* _ASSIGNMENT_: Copy each line below that includes "RecordingObserver".

++++++

//! Progress reporting for long-running version changes

use parking_lot::Mutex;
use tracing::{error, info};

/// Receives updates while a change-version job runs
pub trait ProgressObserver: Send + Sync {
    /// The job was submitted
    fn started(&self, _group_id: &str) {}

    /// Latest reported completion, 0 to 100
    fn progress(&self, percent: u8);

    /// The job finished
    fn completed(&self, _group_id: &str) {}

    /// The job failed or polling gave up
    fn failed(&self, _group_id: &str, _reason: &str) {}
}

/// Observer that writes progress to the `tracing` log
#[derive(Debug, Default, Clone, Copy)]
pub struct TracingProgress;

impl ProgressObserver for TracingProgress {
    fn started(&self, group_id: &str) {
        info!(group_id, "Upgrade Progress: Starting");
    }

    fn progress(&self, percent: u8) {
        info!(percent, "Upgrade Progress: {}%", percent);
    }

    fn completed(&self, group_id: &str) {
        info!(group_id, "Upgrade Progress: Done");
    }

    fn failed(&self, group_id: &str, reason: &str) {
        error!(group_id, "Upgrade Progress: Failed: {}", reason);
    }
}

/// Event captured by [`RecordingObserver`]
#[derive(Debug, Clone, PartialEq, Eq)]
pub enum ProgressEvent {
    /// Job submitted for the group
    Started(String),
    /// Percent complete
    Progress(u8),
    /// Job finished for the group
    Completed(String),
    /// Job failed with the reason
    Failed(String),
}

/// Observer that keeps every event in memory
#[derive(Debug, Default)]
pub struct RecordingObserver {
    events: Mutex<Vec<ProgressEvent>>,
}

impl RecordingObserver {
    /// Creates an empty recorder
    pub fn new() -> Self {
        Self::default()
    }

    /// Events received so far
    pub fn events(&self) -> Vec<ProgressEvent> {
        self.events.lock().clone()
    }

    /// Only the percentages, in order
    pub fn percentages(&self) -> Vec<u8> {
        self.events
            .lock()
            .iter()
            .filter_map(|event| match event {
                ProgressEvent::Progress(pct) => Some(*pct),
                _ => None,
            })
            .collect()
    }
}

impl ProgressObserver for RecordingObserver {
    fn started(&self, group_id: &str) {
        self.events
            .lock()
            .push(ProgressEvent::Started(group_id.to_string()));
    }

    fn progress(&self, percent: u8) {
        self.events.lock().push(ProgressEvent::Progress(percent));
    }

    fn completed(&self, group_id: &str) {
        self.events
            .lock()
            .push(ProgressEvent::Completed(group_id.to_string()));
    }

    fn failed(&self, _group_id: &str, reason: &str) {
        self.events
            .lock()
            .push(ProgressEvent::Failed(reason.to_string()));
    }
}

++++++

* _SOLUTION FOR THIS EXERCISE_:
/// Event captured by [`RecordingObserver`]
pub struct RecordingObserver {
impl RecordingObserver {
impl ProgressObserver for RecordingObserver {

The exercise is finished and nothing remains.